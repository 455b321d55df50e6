use std::time::{Duration, Instant};

use pretty_assertions::assert_eq;

use crate::list::{DoublyLinkedList, TimedFreeList};

fn contents(list: &DoublyLinkedList<i32>) -> Vec<i32> {
    list.iter().copied().collect()
}

#[test]
fn push_and_pop_both_ends() {
    let mut list = DoublyLinkedList::new();
    assert!(list.is_empty());
    assert_eq!(list.pop_front(), None);
    assert_eq!(list.pop_back(), None);

    list.push_back(2);
    list.push_front(1);
    list.push_back(3);
    assert_eq!(contents(&list), vec![1, 2, 3]);
    assert_eq!(list.front(), Some(&1));
    assert_eq!(list.back(), Some(&3));

    assert_eq!(list.pop_back(), Some(3));
    assert_eq!(list.pop_front(), Some(1));
    assert_eq!(list.pop_front(), Some(2));
    assert!(list.is_empty());
    assert_eq!(list.front(), None);
}

#[test]
fn slots_are_reused() {
    let mut list = DoublyLinkedList::new();
    for i in 0..4 {
        list.push_back(i);
    }
    list.pop_front();
    list.pop_front();
    list.push_front(10);
    list.push_back(11);
    assert_eq!(contents(&list), vec![10, 2, 3, 11]);
    assert_eq!(list.len(), 4);
}

#[test]
fn remove_where_unlinks_anywhere() {
    let mut list = DoublyLinkedList::new();
    for i in 0..8 {
        list.push_back(i);
    }
    assert_eq!(list.remove_where(|v| v % 3 == 0), 3);
    assert_eq!(contents(&list), vec![1, 2, 4, 5, 7]);
    assert_eq!(list.remove_where(|_| true), 5);
    assert!(list.is_empty());
    list.push_back(42);
    assert_eq!(contents(&list), vec![42]);
}

#[test]
fn timed_free_list_is_lifo() {
    let now = Instant::now();
    let mut free_list = TimedFreeList::new();
    free_list.free("a", now);
    free_list.free("b", now);
    free_list.free("c", now);
    assert_eq!(free_list.allocate(), Some("c"));
    assert_eq!(free_list.allocate(), Some("b"));
    free_list.free("d", now);
    assert_eq!(free_list.allocate(), Some("d"));
    assert_eq!(free_list.allocate(), Some("a"));
    assert_eq!(free_list.allocate(), None);
}

#[test]
fn timed_free_list_evicts_old_entries() {
    let base = Instant::now();
    let delta = Duration::from_secs(10);
    let mut free_list = TimedFreeList::new();
    free_list.free(1, base);
    free_list.free(2, base + Duration::from_secs(5));
    free_list.free(3, base + Duration::from_secs(20));

    let evicted = free_list
        .evict_timed_out(base + Duration::from_secs(21), delta)
        .unwrap();
    assert_eq!(evicted, 2);
    assert_eq!(free_list.allocate(), Some(3));
    assert!(free_list.is_empty());
}

#[test]
fn timed_free_list_rejects_future_entries() {
    let base = Instant::now();
    let mut free_list = TimedFreeList::new();
    free_list.free(1, base + Duration::from_secs(1));
    assert!(
        free_list
            .evict_timed_out(base, Duration::from_secs(1))
            .is_err()
    );
}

→ About this exercise: All lines above that include the word "base" must be copied into the answer.

→ Exercise response:
    let base = Instant::now();
    free_list.free(1, base);
    free_list.free(2, base + Duration::from_secs(5));
    free_list.free(3, base + Duration::from_secs(20));
        .evict_timed_out(base + Duration::from_secs(21), delta)
    let base = Instant::now();
    free_list.free(1, base + Duration::from_secs(1));
            .evict_timed_out(base, Duration::from_secs(1))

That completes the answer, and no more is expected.